BACKGROUND: Loss of skeletal muscle mass and function in aging individuals is closely linked to physical deterioration and disability. Because exosomes of human umbilical cord-derived mesenchymal stem cells (hucMSC-Exos) have been widely used to treat various human diseases, we examined their effects on aging-associated muscle atrophy and dysfunction in senescence-accelerated mouse prone 10 (SAMP10) mice, an animal model of human Sarcopenia. METHODS: Twenty-four-week-old male SAMP10 mice were randomly assigned to a non-treatment or hucMSC-Exos treatment group. RESULTS: Twelve weeks after intravenous injection of hucMSC-Exos, the treatment group mice showed improvements in skeletal muscle morphology and performance, and elevated levels of the proteins phospho-mammalian target of rapamycin (p-mTOR), myosin heavy chain (MHC), peroxisome proliferator-activated receptor-γ co-activator, and sirtuin1 (Sirt1) in gastrocnemius muscle tissues. HucMSC-Exos also improved muscle mitochondrial biogenesis and lipid drop accumulation in the gastrocnemius muscles. In in vitro experiments, hucMSC-Exos improved cell viability, senescence, apoptosis, and differentiation in association with induction of molecules related to anti-apoptosis (Bcl-2), differentiation (myogenin, MyoD1, myogenic factor-5, and myogenic factor-6), and protein anabolism (p-mTOR, MHC, Sirt1, phospho-AMP-activated protein kinase, phosphor-extracellular signal-regulated kinase1/2, and glycogen synthase kinase3alpha/beta) in C2C12 cells under our experimental conditions.
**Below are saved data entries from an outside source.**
use std::fmt::Write;

use qa_agent_core::{AppPhase, AppViewModel, FileRowView, ScreenView, TestBoardView, TestCase};

const STEPS: [(AppPhase, &str); 3] = [
    (AppPhase::Ingestion, "Ingestion"),
    (AppPhase::TestGeneration, "Test Generation"),
    (AppPhase::ScriptGeneration, "Script Generation"),
];

/// Renders the whole screen as text. Output always ends with a newline.
pub fn render(view: &AppViewModel) -> String {
    let mut out = String::new();
    let _ = write_screen(&mut out, view);
    out
}

fn write_screen(out: &mut String, view: &AppViewModel) -> std::fmt::Result {
    writeln!(out)?;
    writeln!(out, "{}", stepper(view.phase))?;
    writeln!(out, "{}", session_line(view))?;
    writeln!(out)?;

    match &view.screen {
        ScreenView::Ingestion {
            building,
            intake_error,
        } => write_ingestion(out, view, *building, intake_error.as_deref())?,
        ScreenView::TestGeneration(board) => write_board(out, board)?,
        ScreenView::ScriptGeneration {
            test_case,
            generating,
            code,
            can_export,
        } => write_script(out, test_case, *generating, code.as_deref(), *can_export)?,
    }

    if let Some(notice) = &view.notice {
        writeln!(out)?;
        writeln!(out, "> {notice}")?;
    }
    Ok(())
}

fn stepper(phase: AppPhase) -> String {
    let steps = STEPS
        .iter()
        .enumerate()
        .map(|(i, (step, label))| {
            if *step == phase {
                format!("[{} {}]", i + 1, label)
            } else {
                format!("{} {}", i + 1, label)
            }
        })
        .collect::<Vec<_>>()
        .join(" > ");
    format!("== QA Agent ==  {steps}")
}

fn session_line(view: &AppViewModel) -> String {
    let html = match &view.html {
        Some(file) => file.name.as_str(),
        None => "no HTML",
    };
    let kb = if view.knowledge_base_ready {
        "knowledge base ready"
    } else {
        "knowledge base not built"
    };
    format!(
        "Session: {} | {} ({}), {} | {}",
        plural(view.file_count, "file"),
        plural(view.documents.len(), "document"),
        format_size(view.documents.iter().map(|doc| doc.size).sum()),
        html,
        kb
    )
}

fn write_ingestion(
    out: &mut String,
    view: &AppViewModel,
    building: bool,
    intake_error: Option<&str>,
) -> std::fmt::Result {
    writeln!(out, "Documents:")?;
    if view.documents.is_empty() {
        writeln!(out, "  (none; add with `doc <path>...`)")?;
    }
    for doc in &view.documents {
        writeln!(out, "  - {}", file_row(doc))?;
    }

    writeln!(out, "HTML:")?;
    match &view.html {
        Some(html) => writeln!(out, "  - {}", file_row(html))?,
        None => writeln!(out, "  (none; add with `html <path>`)")?,
    }
    if view.unused_html_count > 0 {
        writeln!(
            out,
            "  ({} not used; only the first HTML file is sent)",
            plural(view.unused_html_count, "more HTML file")
        )?;
    }

    if let Some(error) = intake_error {
        writeln!(out)?;
        writeln!(out, "Could not add files: {error}")?;
    }

    writeln!(out)?;
    if building {
        writeln!(out, "Building knowledge base...")?;
    } else if view.can_build {
        writeln!(out, "Next: `build` to build the knowledge base.")?;
    } else {
        writeln!(
            out,
            "Add at least one document and one HTML file to build the knowledge base."
        )?;
    }
    Ok(())
}

fn write_board(out: &mut String, board: &TestBoardView) -> std::fmt::Result {
    writeln!(out, "Request: {}", board.prompt)?;
    if board.loading {
        writeln!(out, "Generating test cases...")?;
    }
    if let Some(error) = &board.error {
        writeln!(out, "{error}")?;
    }
    writeln!(out)?;

    if board.test_cases.is_empty() {
        writeln!(out, "No test cases yet.")?;
    } else {
        writeln!(out, "Test cases ({}):", board.test_cases.len())?;
        for (i, case) in board.test_cases.iter().enumerate() {
            writeln!(out, "  {}. [{}] {}", i + 1, case.test_id, case.feature)?;
            writeln!(out, "     Scenario: {}", case.scenario)?;
            writeln!(out, "     Expected: {}", case.expected_result)?;
            writeln!(out, "     Grounded in: {}", case.grounded_in)?;
        }
    }

    writeln!(out)?;
    if board.test_cases.is_empty() {
        writeln!(out, "Next: `prompt <text>` then `generate`.")?;
    } else {
        writeln!(out, "Next: `select <n>` to write a Selenium script, or `generate` again.")?;
    }
    Ok(())
}

fn write_script(
    out: &mut String,
    test_case: &TestCase,
    generating: bool,
    code: Option<&str>,
    can_export: bool,
) -> std::fmt::Result {
    writeln!(out, "[{}] {}", test_case.test_id, test_case.feature)?;
    writeln!(out, "Scenario: {}", test_case.scenario)?;
    writeln!(out, "Expected: {}", test_case.expected_result)?;
    writeln!(out)?;

    if generating {
        writeln!(out, "Writing Selenium script...")?;
    }
    if let Some(code) = code {
        writeln!(out, "--- script ---")?;
        writeln!(out, "{code}")?;
        writeln!(out, "--- end ---")?;
    }

    writeln!(out)?;
    if can_export {
        writeln!(out, "Next: `export` to save the script, or `back` to the list.")?;
    } else {
        writeln!(out, "Next: `back` to the list.")?;
    }
    Ok(())
}

fn file_row(file: &FileRowView) -> String {
    format!("{} ({})", file.name, format_size(file.size))
}

fn plural(count: usize, noun: &str) -> String {
    if count == 1 {
        format!("1 {noun}")
    } else {
        format!("{count} {noun}s")
    }
}

fn format_size(bytes: u64) -> String {
    if bytes < 1024 {
        format!("{bytes} B")
    } else {
        format!("{:.1} KB", bytes as f64 / 1024.0)
    }
}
CONCLUSIONS: Our findings indicate that hucMSC-Exos treatment ameliorated skeletal muscle atrophy and dysfunction via mitochondrial biogenesis, anti-apoptosis, and protein anabolism mechanisms that might be dependent on an mTOR and Sirt1/PGC1α signaling pathways, indicating that hucMSC-Exos may have promise as a treatment for the management of aging-related frailty and sarcopenia.